Антрос тяжело осел в кресле, и, взглянув на него, Мефистон замер.
Луций не осмелился встретиться взглядом со старшим библиарием. Видение наполнило его невыразимыми сомнениями, которые не должны были приходить в голову ни одному из служителей либрариума. Что, если сила Мефистона проистекала не от Сангвиния? Что, если ее источник был иным, стократ худшим? Он подумал о черном пламени, рябившем на коже Властелина Смерти.
Мефистон молча глядел на Луция, и кровавый дождь все так же стучал по его броне.
— Мой господин, — спросил Антрос, — зачем вы привели меня сюда?
Мефистон помедлил, а когда заговорил, то голос его звучал напряженно, словно он силился сохранить привычное спокойствие:
— Потому что я уловил твое присутствие в моем разуме, лексиканий. Я чувствую: тебе известно обо мне то, чего не знаю даже я сам. В любом случае мои испытания близятся к завершению. Либо я подчиню эту силу, либо она уничтожит меня. Я близок к тому, чтобы утратить рассудок, мой разум осаждают тени. Произошедшее на Термин потрясло меня, лексиканий. — Его голос дрогнул. — Ты знаешь, что было у меня на уме, когда я набросился на тебя.
Антрос ощутил, как к горлу подступает ком. Он осознал, что старший библиарий и в самом деле собирался его убить.
Мефистон глубоко вздохнул; посмотрев на левую руку, он заметил слабую дрожь. Когда библиарий заговорил вновь, то уже не смотрел на Луция.

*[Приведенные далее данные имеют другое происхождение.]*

//! Environment cleanup: detach from runtime instances, then delete.

use tracing::{info, warn};

use crate::api::helpers::api_delete;
use crate::api::types::{AttachmentList, InstanceList, OperationRef};
use crate::api::waiter::wait_for_operation;
use crate::cleaners::errors::CleanError;
use crate::cleaners::types::{CleanContext, CleanStats, Cleaner};
use crate::graph::types::ResourceGraph;

pub struct EnvironmentCleaner;

/// Detach `env` from every runtime instance it is attached to, waiting for
/// each detach operation to complete. Listing or detach failures are logged
/// and skipped; the environment delete is attempted regardless and the
/// server rejects it if an attachment really remains.
fn detach_from_instances(ctx: &CleanContext, env: &str) {
    let instances = match ctx.client.get(&ctx.api.instances()) {
        Ok(resp) if resp.is_success() => resp.json::<InstanceList>().unwrap_or_default(),
        Ok(resp) => {
            warn!(
                event = "core.environment.instance_listing_failed",
                environment = env,
                status = resp.status
            );
            return;
        }
        Err(e) => {
            warn!(
                event = "core.environment.instance_listing_failed",
                environment = env,
                error = %e
            );
            return;
        }
    };

    for instance in &instances.instances {
        let attachments = match ctx.client.get(&ctx.api.instance_attachments(&instance.name)) {
            Ok(resp) if resp.is_success() => resp.json::<AttachmentList>().unwrap_or_default(),
            Ok(resp) => {
                warn!(
                    event = "core.environment.attachment_listing_failed",
                    environment = env,
                    instance = %instance.name,
                    status = resp.status
                );
                continue;
            }
            Err(e) => {
                warn!(
                    event = "core.environment.attachment_listing_failed",
                    environment = env,
                    instance = %instance.name,
                    error = %e
                );
                continue;
            }
        };

        for attachment in attachments.attachments.iter().filter(|a| a.environment == env) {
            info!(
                event = "core.environment.detach_started",
                environment = env,
                instance = %instance.name,
                attachment = %attachment.name
            );
            let url = ctx.api.instance_attachment(&instance.name, &attachment.name);
            let operation = match ctx.client.delete(&url) {
                Ok(resp) if resp.is_success() => {
                    resp.json::<OperationRef>().unwrap_or_default().name
                }
                Ok(resp) => {
                    warn!(
                        event = "core.environment.detach_failed",
                        environment = env,
                        instance = %instance.name,
                        status = resp.status
                    );
                    continue;
                }
                Err(e) => {
                    warn!(
                        event = "core.environment.detach_failed",
                        environment = env,
                        instance = %instance.name,
                        error = %e
                    );
                    continue;
                }
            };

            if let Some(operation) = operation {
                wait_for_operation(
                    ctx.client,
                    &ctx.api.operation(&operation),
                    ctx.attachment_wait,
                    &format!("detach {env} from {}", instance.name),
                );
            }
        }
    }
}

impl Cleaner for EnvironmentCleaner {
    fn name(&self) -> &'static str {
        "environment"
    }

    fn delete(
        &self,
        graph: &mut ResourceGraph,
        ctx: &CleanContext,
    ) -> Result<CleanStats, CleanError> {
        info!(
            event = "core.environment.clean_started",
            total = graph.environments.len()
        );
        let mut stats = CleanStats::default();

        let names: Vec<String> = graph.environments.iter().map(|e| e.name.clone()).collect();
        for name in names {
            let empty = graph
                .environments
                .iter()
                .find(|e| e.name == name)
                .map(|e| e.is_empty())
                .unwrap_or(false);
            if !empty {
                info!(
                    event = "core.environment.occupied_skip",
                    environment = %name,
                    message = "Environment still hosts proxies or shared flows"
                );
                stats.skipped += 1;
                continue;
            }

            detach_from_instances(ctx, &name);

            if api_delete(
                ctx.client,
                &ctx.api.environment(&name),
                &format!("environment {name}"),
            ) {
                graph.remove_environment(&name);
                stats.deleted += 1;
            } else {
                stats.retained += 1;
            }
        }

        info!(
            event = "core.environment.clean_completed",
            deleted = stats.deleted,
            skipped = stats.skipped,
            retained = stats.retained
        );
        Ok(stats)
    }
}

— Лексиканий, тебе предстоит спасти либо меня, либо всех прочих — от меня. Все разрешится на Дивинусе Прим.
Глава 9
Капитан Хесбон ухмыльнулся, когда волна рук подняла его над головами толпы. Он чувствовал себя так, словно его несли не руки, а ликующие крики. Победные песни были такими громкими, что почти заглушали вопли раненых. Перед ним склонилась Кобелла — великий бастион, ныне сломленный и усмиренный. Последняя преграда между Просветленными и Вольгатисом была преодолена: древние врата пали, орудия умолкли. Драгуны сражались на протяжении двенадцати дней и понесли наибольшие потери с самого начала крестового похода, но зрелище расколотых ворот окупало принесенные жертвы. Позади, за пределами города, вдоль Великой восточной дороги выстроились тысячи солдат, скрывшие ее древние плиты рекой золотых кирас и улыбающихся измученных лиц. Как один, Просветленные взревели: «За Императора!»
Те, кто мог подобраться достаточно близко, хватали капитана за поношенную одежду, желая прикоснуться к божественному, ведь после четырех десятилетий преданной службы тот наконец привлек к себе внимание бога. «Нет, — подумал он, пытаясь укротить гордость, — они все привлекли внимание Бога-Императора».